Le negoziazioni per il CETA (Comprehensive Economic and Trade Agreement) iniziarono a maggio 2009. Nel 2014 si giunse ad un testo condiviso che doveva essere approvato da tutti i governi dei membri UE oltre che dal Canada stesso. Sebbene tutti i governi europei fossero concordi, l'esecutivo belga non poteva firmarlo senza avere l'avallo dei parlamenti delle tre comunità in cui è articolato il suo assetto federale. Quello della Vallonia intendeva respingerlo, e pareva proprio che l'approvazione saltasse; invece sotto le forti pressioni di governi e Commissione è stato trovato un compromesso, slittando solo di qualche giorno. Adesso dovrà essere ratificato da tutte le assemblee legislative nazionali oltre che dall'europarlamento.
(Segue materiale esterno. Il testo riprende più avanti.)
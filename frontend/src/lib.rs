//! This crate provides the WebAssembly (WASM) entry point for the blog's
//! client-side page scripts.
//!
//! It initializes client-side logging and the panic hook, then hands off to
//! `app::browser::start`, which attaches the navigation bar and delete
//! confirmation behaviors once the document is ready.

#[wasm_bindgen::prelude::wasm_bindgen(start)]
/// Starts the page scripts when the WASM module is instantiated.
///
/// Start-up failures are reported to the console; they never throw into the
/// host page.
pub fn start() {
    // Initialize console logging for client-side debugging.
    _ = console_log::init_with_level(log::Level::Debug);
    console_error_panic_hook::set_once();

    if let Err(err) = app::browser::start() {
        log::error!("page scripts not started: {err}");
    }
}

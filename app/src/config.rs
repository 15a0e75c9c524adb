//! Runtime configuration for the page behaviors.
//!
//! The defaults match the markup the blog templates emit. A page can override any
//! field by embedding a JSON document in an element with id
//! [`CONFIG_ELEMENT_ID`], for example:
//!
//! ```html
//! <script type="application/json" id="page-scripts-config">
//!   { "confirmMessage": "Delete this draft?" }
//! </script>
//! ```

use serde::{Deserialize, Serialize};

use crate::{error::ScriptError, types::NavClasses};

/// Id of the optional element holding a JSON [`ScriptConfig`].
pub const CONFIG_ELEMENT_ID: &str = "page-scripts-config";

pub const DEFAULT_CONFIRM_MESSAGE: &str = "Are you sure you want to delete this post?";

#[derive(Clone, Debug, Deserialize, Serialize, PartialEq, Eq)]
#[serde(default, rename_all = "camelCase")]
pub struct ScriptConfig {
    /// Id of the navigation bar element.
    pub nav_id: String,
    pub fixed_class: String,
    pub visible_class: String,
    /// CSS selector matching every delete control.
    pub delete_selector: String,
    /// Question shown before a delete proceeds.
    pub confirm_message: String,
}

impl Default for ScriptConfig {
    fn default() -> Self {
        Self {
            nav_id: "mainNav".to_string(),
            fixed_class: "is-fixed".to_string(),
            visible_class: "is-visible".to_string(),
            delete_selector: ".btn-delete".to_string(),
            confirm_message: DEFAULT_CONFIRM_MESSAGE.to_string(),
        }
    }
}

impl ScriptConfig {
    /// Parses a configuration document. Missing fields keep their defaults.
    ///
    /// # Errors
    ///
    /// Returns `ScriptError::Config` when `raw` is not valid JSON for this shape,
    /// or when a selector or class name is blank.
    pub fn from_json(raw: &str) -> Result<Self, ScriptError> {
        let config: Self = serde_json::from_str(raw)?;
        config.validate()?;
        Ok(config)
    }

    fn validate(&self) -> Result<(), ScriptError> {
        let required = [
            ("navId", &self.nav_id),
            ("fixedClass", &self.fixed_class),
            ("visibleClass", &self.visible_class),
            ("deleteSelector", &self.delete_selector),
        ];
        for (name, value) in required {
            if value.trim().is_empty() {
                return Err(ScriptError::Config(format!("`{name}` must not be empty")));
            }
        }
        // `classList.add` rejects tokens containing whitespace.
        for (name, value) in [
            ("fixedClass", &self.fixed_class),
            ("visibleClass", &self.visible_class),
        ] {
            if value.contains(|c: char| c.is_ascii_whitespace()) {
                return Err(ScriptError::Config(format!(
                    "`{name}` must be a single class name, got `{value}`"
                )));
            }
        }
        Ok(())
    }

    #[must_use]
    pub fn nav_classes(&self) -> NavClasses {
        NavClasses {
            fixed: self.fixed_class.clone(),
            visible: self.visible_class.clone(),
        }
    }
}
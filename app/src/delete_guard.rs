//! This module defines `DeleteConfirmationGuard`, which stops delete links from
//! navigating until the user has confirmed the deletion.
//!
//! Every click has its default action suppressed first. The guard then asks the
//! injected [`Confirm`] implementation, and only a `true` answer reaches the
//! [`Navigate`] implementation with the link's original destination.

use std::rc::Rc;

use log::{debug, error, warn};

use crate::{
    dom::{ClickEvent, ClickSource, Confirm, DeleteControl, Navigate},
    error::ScriptError,
    types::ClickOutcome,
};

pub struct DeleteConfirmationGuard<C, N> {
    dialog: C,
    navigator: N,
    message: String,
}

impl<C: Confirm, N: Navigate> DeleteConfirmationGuard<C, N> {
    pub fn new(dialog: C, navigator: N, message: impl Into<String>) -> Self {
        Self {
            dialog,
            navigator,
            message: message.into(),
        }
    }

    pub fn message(&self) -> &str {
        &self.message
    }

    /// Handles one click on `control`.
    ///
    /// # Errors
    ///
    /// Returns an error if the prompt cannot be shown or the navigation is
    /// refused. The default action has already been suppressed in both cases.
    pub fn handle_click(
        &self,
        control: &impl DeleteControl,
        event: &impl ClickEvent,
    ) -> Result<ClickOutcome, ScriptError> {
        debug!("Delete button clicked.");
        event.prevent_default();

        if !self.dialog.confirm(&self.message)? {
            debug!("Deletion canceled.");
            return Ok(ClickOutcome::Cancelled);
        }

        let destination = control.destination();
        self.navigator.navigate(&destination)?;
        debug!("Post deletion confirmed.");
        Ok(ClickOutcome::Navigated(destination))
    }
}

impl<C: Confirm + 'static, N: Navigate + 'static> DeleteConfirmationGuard<C, N> {
    /// Attaches one click handler per control and returns how many were guarded.
    ///
    /// An empty set of controls is not an error; it is reported with a warning.
    ///
    /// # Errors
    ///
    /// Stops at the first control whose listener cannot be registered.
    pub fn attach<T, I>(self, controls: I) -> Result<usize, ScriptError>
    where
        I: IntoIterator<Item = T>,
        T: DeleteControl + ClickSource + 'static,
    {
        let guard = Rc::new(self);
        let mut attached = 0;
        for control in controls {
            let guard = Rc::clone(&guard);
            control.on_click(Box::new(move |target: &T, event: &T::Event| {
                if let Err(err) = guard.handle_click(target, event) {
                    error!("delete confirmation failed: {err}");
                }
            }))?;
            attached += 1;
        }

        if attached == 0 {
            warn!("No delete buttons found.");
        }
        Ok(attached)
    }
}
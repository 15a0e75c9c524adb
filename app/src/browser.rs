//! Browser bindings for the page behaviors, compiled with the `hydrate` feature.
//!
//! Implements the [`crate::dom`] traits for `web_sys` types and wires both
//! behaviors to real DOM events once the document is ready.

use std::cell::RefCell;

use leptos::{
    ev,
    prelude::{WindowListenerHandle, window_event_listener},
};
use log::{debug, error};
use wasm_bindgen::{JsCast, JsValue, closure::Closure};
use web_sys::{
    AddEventListenerOptions, Document, Element, Event, HtmlAnchorElement, Location, Window,
};

use crate::{
    config::ScriptConfig,
    delete_guard::DeleteConfirmationGuard,
    dom::{
        ClickEvent, ClickSource, Confirm, DeleteControl, NavElement, Navigate, PageDocument,
        Viewport,
    },
    error::ScriptError,
    nav_scroll::NavScrollController,
    page::{self, PageInit},
};

fn js_error(value: &JsValue) -> String {
    value.as_string().unwrap_or_else(|| format!("{value:?}"))
}

impl From<JsValue> for ScriptError {
    fn from(value: JsValue) -> Self {
        Self::Dom(js_error(&value))
    }
}

impl NavElement for Element {
    fn client_height(&self) -> i32 {
        Self::client_height(self)
    }

    fn has_class(&self, class: &str) -> bool {
        self.class_list().contains(class)
    }

    fn add_class(&self, class: &str) -> Result<(), ScriptError> {
        self.class_list().add_1(class).map_err(Into::into)
    }

    fn remove_class(&self, class: &str) -> Result<(), ScriptError> {
        self.class_list().remove_1(class).map_err(Into::into)
    }
}

impl Viewport for Document {
    fn scroll_top(&self) -> Result<f64, ScriptError> {
        let body = self.body().ok_or(ScriptError::NoBody)?;
        Ok(-body.get_bounding_client_rect().top())
    }
}

impl PageDocument for Document {
    fn ready_state(&self) -> String {
        Self::ready_state(self)
    }

    fn on_content_loaded(&self, init: Box<dyn FnOnce()>) -> Result<(), ScriptError> {
        let options = AddEventListenerOptions::new();
        options.set_once(true);
        let listener = Closure::once_into_js(init);
        self.add_event_listener_with_callback_and_add_event_listener_options(
            "DOMContentLoaded",
            listener.unchecked_ref(),
            &options,
        )?;
        Ok(())
    }

    fn element_text(&self, id: &str) -> Option<String> {
        self.get_element_by_id(id).and_then(|element| element.text_content())
    }
}

/// Non-anchor controls have no `href` property, so the `href` attribute is read
/// as written (unresolved), or an empty string when absent.
impl DeleteControl for Element {
    fn destination(&self) -> String {
        // Anchors report the resolved absolute URL, like the `href` property.
        self.dyn_ref::<HtmlAnchorElement>().map_or_else(
            || self.get_attribute("href").unwrap_or_default(),
            HtmlAnchorElement::href,
        )
    }
}

impl ClickEvent for Event {
    fn prevent_default(&self) {
        Self::prevent_default(self);
    }
}

impl ClickSource for Element {
    type Event = Event;

    fn on_click(&self, handler: Box<dyn Fn(&Self, &Event)>) -> Result<(), ScriptError> {
        let element = self.clone();
        let listener =
            Closure::<dyn Fn(Event)>::new(move |event: Event| handler(&element, &event));
        self.add_event_listener_with_callback("click", listener.as_ref().unchecked_ref())?;
        // The element owns the listener for the rest of the page's life.
        listener.forget();
        Ok(())
    }
}

/// Native `window.confirm` prompt.
pub struct BrowserDialog(pub Window);

impl Confirm for BrowserDialog {
    fn confirm(&self, message: &str) -> Result<bool, ScriptError> {
        self.0.confirm_with_message(message).map_err(Into::into)
    }
}

/// Navigates by assigning `location.href`.
pub struct BrowserLocation(pub Location);

impl Navigate for BrowserLocation {
    fn navigate(&self, url: &str) -> Result<(), ScriptError> {
        self.0
            .set_href(url)
            .map_err(|err| ScriptError::Navigation {
                url: url.to_string(),
                reason: js_error(&err),
            })
    }
}

/// Looks up the navigation bar and starts reacting to window scroll events.
///
/// The scroll listener is registered through Leptos, which does not report a
/// failed `addEventListener`; only the element lookup can fail here.
///
/// # Errors
///
/// Returns `ScriptError::MissingElement` when the configured id is absent.
pub fn install_nav_scroll(
    document: &Document,
    config: &ScriptConfig,
) -> Result<WindowListenerHandle, ScriptError> {
    let nav = document
        .get_element_by_id(&config.nav_id)
        .ok_or_else(|| ScriptError::MissingElement(config.nav_id.clone()))?;
    let controller = RefCell::new(NavScrollController::new(nav, config.nav_classes()));
    debug!(
        "navigation bar height {}px",
        controller.borrow().header_height()
    );

    let document = document.clone();
    Ok(window_event_listener(ev::scroll, move |_| {
        if let Err(err) = controller.borrow_mut().sync(&document) {
            error!("navigation bar update failed: {err}");
        }
    }))
}

/// Guards every element matching the configured delete selector.
///
/// # Errors
///
/// Fails if the selector is invalid or a listener cannot be registered.
pub fn install_delete_guard(
    window: &Window,
    document: &Document,
    config: &ScriptConfig,
) -> Result<usize, ScriptError> {
    let nodes = document.query_selector_all(&config.delete_selector)?;
    let controls = (0..nodes.length())
        .filter_map(|index| nodes.item(index))
        .filter_map(|node| node.dyn_into::<Element>().ok());

    let guard = DeleteConfirmationGuard::new(
        BrowserDialog(window.clone()),
        BrowserLocation(window.location()),
        config.confirm_message.clone(),
    );
    guard.attach(controls)
}

/// Initializes both behaviors against the live page.
pub fn init_page(
    window: &Window,
    document: &Document,
    config: &ScriptConfig,
) -> PageInit<WindowListenerHandle, usize> {
    page::initialize(
        || install_nav_scroll(document, config),
        || install_delete_guard(window, document, config),
    )
}

/// Entry point used by the `frontend` crate.
///
/// # Errors
///
/// Fails when there is no window or document, or the ready listener cannot be
/// registered. Errors inside either behavior are logged by [`init_page`].
pub fn start() -> Result<(), ScriptError> {
    let window = web_sys::window().ok_or(ScriptError::NoWindow)?;
    let document = window.document().ok_or(ScriptError::NoDocument)?;

    page::start(&document, move |document, config| {
        let init = init_page(&window, document, &config);
        if init.is_complete() {
            debug!("page scripts attached");
        }
    })
}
Esistono numerosissimi free trade agreements (“accordi di libero mercato”) nel mondo. Nonostante coinvolgano Stati e nazioni diversissime (di tutti i continenti) possiedono alcuni caratteri pienamente riconoscibili e costanti:
- sono documenti legali tecnici e molto difficili da capire, lunghissimi e con un gergo legale involuto;
- impianto giuridico legato al diritto commerciale di marca anglosassone, facenti riferimenti ai testi base dell'Organizzazione Mondiale del Commercio;
- fisolofia liberista, tesa ad incrementare il commercio e gli scambi come motori di progresso e benessere;
- inclusione negli impegni di abbassare il ruolo dello Stato, tanto in merito ai dazi di dogana che nelle sue funzioni regolative (chiamate “barriere non tariffarie”), fino ad includere il vastissimo settore dei servizi;
- negoziati lunghi e opachi, portati avanti dai governi ma molto aperti alle aziende e ai lobbisti;
- meccanismi di risoluzione delle controversie con prerogative capaci di subordinare i Parlamenti sovrani.
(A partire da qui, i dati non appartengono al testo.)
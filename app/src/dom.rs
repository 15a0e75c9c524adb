//! Traits the behaviors use to reach the page.
//!
//! The controllers never touch `web_sys` directly. The `hydrate` build implements
//! these traits for the real browser types in [`crate::browser`]; tests implement
//! them with in-memory fakes.

use crate::error::ScriptError;

/// An element whose class list and rendered height can be inspected and changed.
pub trait NavElement {
    /// Rendered inner height in CSS pixels (`clientHeight`).
    fn client_height(&self) -> i32;

    fn has_class(&self, class: &str) -> bool;

    /// # Errors
    ///
    /// Returns `ScriptError::Dom` if the class list rejects the change.
    fn add_class(&self, class: &str) -> Result<(), ScriptError>;

    /// # Errors
    ///
    /// Returns `ScriptError::Dom` if the class list rejects the change.
    fn remove_class(&self, class: &str) -> Result<(), ScriptError>;
}

/// Source of the document's current vertical scroll offset.
pub trait Viewport {
    /// Distance in pixels the document has scrolled down from its top.
    ///
    /// # Errors
    ///
    /// Returns an error when the offset cannot be measured.
    fn scroll_top(&self) -> Result<f64, ScriptError>;
}

/// A control carrying the URL of a delete endpoint.
pub trait DeleteControl {
    /// The control's `href`, or an empty string if it has none.
    fn destination(&self) -> String;
}

/// An activation event whose default action can be suppressed.
pub trait ClickEvent {
    fn prevent_default(&self);
}

/// Something click handlers can be attached to.
pub trait ClickSource: Sized {
    type Event: ClickEvent;

    /// Registers `handler` to run on every click of this source. The handler
    /// receives the clicked source along with the event.
    ///
    /// # Errors
    ///
    /// Returns `ScriptError::Dom` if the listener cannot be registered.
    fn on_click(&self, handler: Box<dyn Fn(&Self, &Self::Event)>) -> Result<(), ScriptError>;
}

/// A blocking yes/no decision made by the user.
pub trait Confirm {
    /// Returns `Ok(true)` only when the user accepted.
    ///
    /// # Errors
    ///
    /// Returns an error when the prompt could not be shown.
    fn confirm(&self, message: &str) -> Result<bool, ScriptError>;
}

/// Moves the current browsing context to another URL.
pub trait Navigate {
    /// # Errors
    ///
    /// Returns `ScriptError::Navigation` if the platform refuses the URL.
    fn navigate(&self, url: &str) -> Result<(), ScriptError>;
}

/// The document the behaviors start up against.
pub trait PageDocument {
    /// The `document.readyState` string: `loading`, `interactive` or `complete`.
    fn ready_state(&self) -> String;

    /// Runs `init` once, when `DOMContentLoaded` fires.
    ///
    /// # Errors
    ///
    /// Returns `ScriptError::Dom` if the listener cannot be registered.
    fn on_content_loaded(&self, init: Box<dyn FnOnce()>) -> Result<(), ScriptError>;

    /// Text of the element with the given id, if the element exists.
    fn element_text(&self, id: &str) -> Option<String>;
}
//! In-memory stand-ins for the page elements the behaviors attach to.
#![allow(dead_code)]

use std::{
    cell::{Cell, RefCell},
    collections::BTreeSet,
    rc::Rc,
};

use app::{
    ScriptError,
    dom::{ClickEvent, ClickSource, DeleteControl, NavElement, Viewport},
};

/// Navigation bar with a fixed height and a mutable class set.
pub struct FakeNav {
    height: i32,
    classes: RefCell<BTreeSet<String>>,
    /// Class names the element refuses to accept.
    rejected: RefCell<Vec<String>>,
}

impl FakeNav {
    pub fn new(height: i32) -> Self {
        Self {
            height,
            classes: RefCell::new(BTreeSet::new()),
            rejected: RefCell::new(Vec::new()),
        }
    }

    pub fn with_classes(height: i32, classes: &[&str]) -> Self {
        let nav = Self::new(height);
        nav.classes
            .borrow_mut()
            .extend(classes.iter().map(ToString::to_string));
        nav
    }

    pub fn reject(&self, class: &str) {
        self.rejected.borrow_mut().push(class.to_string());
    }

    pub fn classes(&self) -> Vec<String> {
        self.classes.borrow().iter().cloned().collect()
    }
}

impl NavElement for FakeNav {
    fn client_height(&self) -> i32 {
        self.height
    }

    fn has_class(&self, class: &str) -> bool {
        self.classes.borrow().contains(class)
    }

    fn add_class(&self, class: &str) -> Result<(), ScriptError> {
        if self.rejected.borrow().iter().any(|c| c == class) {
            return Err(ScriptError::Dom(format!("cannot add `{class}`")));
        }
        self.classes.borrow_mut().insert(class.to_string());
        Ok(())
    }

    fn remove_class(&self, class: &str) -> Result<(), ScriptError> {
        self.classes.borrow_mut().remove(class);
        Ok(())
    }
}

/// Viewport reporting whatever offset the test last set.
#[derive(Default)]
pub struct FakeViewport(Cell<f64>);

impl FakeViewport {
    pub fn scroll_to(&self, top: f64) {
        self.0.set(top);
    }
}

impl Viewport for FakeViewport {
    fn scroll_top(&self) -> Result<f64, ScriptError> {
        Ok(self.0.get())
    }
}

/// Click event counting how often its default action was suppressed.
#[derive(Default)]
pub struct FakeClick {
    prevented: Cell<u32>,
}

impl FakeClick {
    pub fn prevented(&self) -> u32 {
        self.prevented.get()
    }
}

impl ClickEvent for FakeClick {
    fn prevent_default(&self) {
        self.prevented.set(self.prevented.get() + 1);
    }
}

type Handlers = Rc<RefCell<Vec<Box<dyn Fn(&FakeButton, &FakeClick)>>>>;

/// Delete link; clones share their registered handlers like DOM node handles do.
#[derive(Clone)]
pub struct FakeButton {
    href: String,
    handlers: Handlers,
}

impl FakeButton {
    pub fn new(href: &str) -> Self {
        Self {
            href: href.to_string(),
            handlers: Rc::default(),
        }
    }

    pub fn handler_count(&self) -> usize {
        self.handlers.borrow().len()
    }

    /// Dispatches a click to every handler and returns the event.
    pub fn click(&self) -> FakeClick {
        let event = FakeClick::default();
        for handler in self.handlers.borrow().iter() {
            handler(self, &event);
        }
        event
    }
}

impl DeleteControl for FakeButton {
    fn destination(&self) -> String {
        self.href.clone()
    }
}

impl ClickSource for FakeButton {
    type Event = FakeClick;

    fn on_click(&self, handler: Box<dyn Fn(&Self, &FakeClick)>) -> Result<(), ScriptError> {
        self.handlers.borrow_mut().push(handler);
        Ok(())
    }
}

/// Asserts a record at `level` containing `text` was logged on this thread since
/// `testing_logger::setup`, then clears the captured records.
pub fn assert_logged(level: log::Level, text: &str) {
    testing_logger::validate(|captured| {
        assert!(
            captured
                .iter()
                .any(|record| record.level == level && record.body.contains(text)),
            "expected a {level} record containing {text:?}, got {:?}",
            captured
                .iter()
                .map(|record| (record.level, record.body.as_str()))
                .collect::<Vec<_>>()
        );
    });
}
//! Client-side behaviors for the server-rendered blog pages.
//!
//! - [`nav_scroll::NavScrollController`] pins, hides and reveals the `#mainNav`
//!   bar as the reader scrolls.
//! - [`delete_guard::DeleteConfirmationGuard`] asks for confirmation before a
//!   `.btn-delete` link is followed.
//!
//! Both work against the traits in [`dom`], so they run natively in tests. The
//! `hydrate` feature adds [`browser`], which binds them to the live page.

#[cfg(feature = "hydrate")]
pub mod browser;
pub mod config;
pub mod delete_guard;
pub mod dom;
pub mod error;
pub mod nav_scroll;
pub mod page;
pub mod types;

pub use config::ScriptConfig;
pub use delete_guard::DeleteConfirmationGuard;
pub use error::ScriptError;
pub use nav_scroll::NavScrollController;
pub use types::{ClickOutcome, NavClasses, ScrollDirection};
//! This module defines `NavScrollController`, which hides the navigation bar while
//! the reader scrolls down and reveals it again when they scroll up.
//!
//! Once the page has scrolled past the bar's own height the bar is pinned with the
//! fixed class. Scrolling up while pinned adds the visible class; scrolling up to
//! the very top clears both classes.

use log::trace;

use crate::{
    dom::{NavElement, Viewport},
    error::ScriptError,
    types::{NavClasses, ScrollDirection},
};

pub struct NavScrollController<E> {
    nav: E,
    classes: NavClasses,
    header_height: f64,
    scroll_pos: f64,
}

impl<E: NavElement> NavScrollController<E> {
    /// Takes ownership of the navigation element and records its current height.
    pub fn new(nav: E, classes: NavClasses) -> Self {
        let header_height = f64::from(nav.client_height());
        Self {
            nav,
            classes,
            header_height,
            scroll_pos: 0.0,
        }
    }

    /// Applies one scroll event at offset `current_top`.
    ///
    /// An offset equal to the previous one is treated as downward movement.
    ///
    /// # Errors
    ///
    /// Propagates class list failures from the element. The recorded offset is
    /// only updated once every class change has succeeded.
    pub fn on_scroll(&mut self, current_top: f64) -> Result<ScrollDirection, ScriptError> {
        let direction = if current_top < self.scroll_pos {
            if current_top > 0.0 && self.nav.has_class(&self.classes.fixed) {
                self.nav.add_class(&self.classes.visible)?;
            } else {
                self.nav.remove_class(&self.classes.visible)?;
                self.nav.remove_class(&self.classes.fixed)?;
            }
            ScrollDirection::Up
        } else {
            self.nav.remove_class(&self.classes.visible)?;
            if current_top > self.header_height && !self.nav.has_class(&self.classes.fixed) {
                self.nav.add_class(&self.classes.fixed)?;
            }
            ScrollDirection::Down
        };
        trace!("scroll {direction:?} from {} to {current_top}", self.scroll_pos);
        self.scroll_pos = current_top;
        Ok(direction)
    }

    /// Reads the offset from `viewport` and applies it.
    ///
    /// # Errors
    ///
    /// Fails if the viewport cannot be measured or a class change fails.
    pub fn sync(&mut self, viewport: &impl Viewport) -> Result<ScrollDirection, ScriptError> {
        let current_top = viewport.scroll_top()?;
        self.on_scroll(current_top)
    }

    pub const fn header_height(&self) -> f64 {
        self.header_height
    }

    /// Offset seen by the most recent scroll event.
    pub const fn scroll_pos(&self) -> f64 {
        self.scroll_pos
    }

    pub const fn nav(&self) -> &E {
        &self.nav
    }
}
I primi due grandi esempi fondanti di questo tipo di accordi sono il NAFTA (fra USA, Canada e Messico) e il WTO (Organizzazione mondiale del Commercio); quest'ultima, di ampiezza planetaria, ha visto inserire nelle sue competenze accanto alle merci i servizi, norme regolamentari e proprietà intellettuale, trasformando delle negoziazioni anonimamente tecniche in questioni politiche cruciali capaci di infiammare le piazze2.
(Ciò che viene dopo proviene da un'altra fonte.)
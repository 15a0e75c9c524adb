//! Small value types passed between the behaviors and their callers.

/// Direction a scroll event was classified as, relative to the previous offset.
///
/// An event at the same offset as the previous one counts as `Down`.
#[derive(Clone, Copy, Debug, PartialEq, Eq)]
pub enum ScrollDirection {
    Up,
    Down,
}

/// The pair of CSS classes the navigation bar controller toggles.
#[derive(Clone, Debug, PartialEq, Eq)]
pub struct NavClasses {
    /// Pins the bar (`position: fixed` in the stylesheet).
    pub fixed: String,
    /// Reveals a pinned bar.
    pub visible: String,
}

impl Default for NavClasses {
    fn default() -> Self {
        Self {
            fixed: "is-fixed".to_string(),
            visible: "is-visible".to_string(),
        }
    }
}

/// What a guarded delete click ended up doing.
#[derive(Clone, Debug, PartialEq, Eq)]
pub enum ClickOutcome {
    /// The user confirmed and the page was sent to this destination.
    Navigated(String),
    /// The user declined; the page stays where it is.
    Cancelled,
}

#[cfg(test)]
mod tests {
    use super::*;

    #[test]
    fn test_nav_classes_default_names() {
        let classes = NavClasses::default();
        assert_eq!(classes.fixed, "is-fixed");
        assert_eq!(classes.visible, "is-visible");
    }
}
use std::process::ExitCode;

use clap::Parser;
use solar_sizing_toolbox::cli::Args;
use solar_sizing_toolbox::{app, config, i18n};
use tracing::level_filters::LevelFilter;

/// 프로그램의 엔트리 포인트. 설정을 로드한 뒤 하위 명령 또는 대화형 메뉴를 실행한다.
fn main() -> ExitCode {
    let args = Args::parse();
    let level = match args.verbose {
        0 => LevelFilter::WARN,
        1 => LevelFilter::INFO,
        _ => LevelFilter::DEBUG,
    };
    tracing_subscriber::fmt()
        .with_max_level(level)
        .with_writer(std::io::stderr)
        .without_time()
        .compact()
        .init();

    let mut tr = i18n::Translator::new(&i18n::resolve_language(args.lang.as_deref(), None));
    match try_run(args, &mut tr) {
        Ok(()) => ExitCode::SUCCESS,
        Err(err) => {
            eprintln!("{}: {err}", tr.t(i18n::keys::ERROR_PREFIX));
            ExitCode::FAILURE
        }
    }
}

fn try_run(args: Args, tr: &mut i18n::Translator) -> Result<(), app::AppError> {
    let mut cfg = config::load_or_default(&args.config)?;
    let lang = i18n::resolve_language(args.lang.as_deref(), cfg.language.as_deref());
    *tr = i18n::Translator::new_with_pack(&lang, args.locales.as_deref());
    match args.command {
        Some(command) => app::run_command(command, &mut cfg, &args.config, tr),
        None => app::run(&mut cfg, &args.config, tr),
    }
}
È un passaggio fondamentale da una regolamentazione di qualcosa che già di per sé è merce (manufatti, oggettistica, ecc.) a una selva di settori che prima non era trattata in quanto tale. Per esempio secondo uno dei testi basi dell'Organizzazione mondiale del Commercio, il termine «servizi» comprende qualunque servizio fornito in qualsivoglia settore, eccezione fatta per i servizi forniti nell’esercizio dei poteri governativi; l’espressione «un servizio fornito nell’esercizio dei poteri governativi» indica un servizio che non viene fornito su base commerciale, né in concorrenza con uno o più fornitori di servizi (GATS art. 1).
Nonostante le ottimistiche previsioni di crescita economica, benessere, posti di lavoro ecc. pressoché dovunque si verifichi l'impatto effettuale di tali trattati si può verificare:
- crescita del PIL e degli scambi inferiore alle aspettative; perdita di posti di lavoro, deindustrializzazione;
- peggioramento delle condizioni di lavoro, deterioramento dell'ambiente e della salute pubblica;
- privatizzazioni di massa.
C'è qualcosa che distingue gli accordi di libero mercato dalle altre forme di neoliberismo indotte da una egemonia corporativa della società come negli USA di Reagan o simili: il suo agire svuotando la democrazia dall'interno, precisamente nei meccanismi della sovranità democratico-costituzionale. Con questi trattati gli Stati - o meglio i governi – si vincolano al rispetto di impegni che di fatto limitano le scelte dei partiti che in teoria, vincendo le elezioni, potrebbero avere una agenda differente. Non a caso a metà anni Novanta si inizia a parlare di pensiero unico.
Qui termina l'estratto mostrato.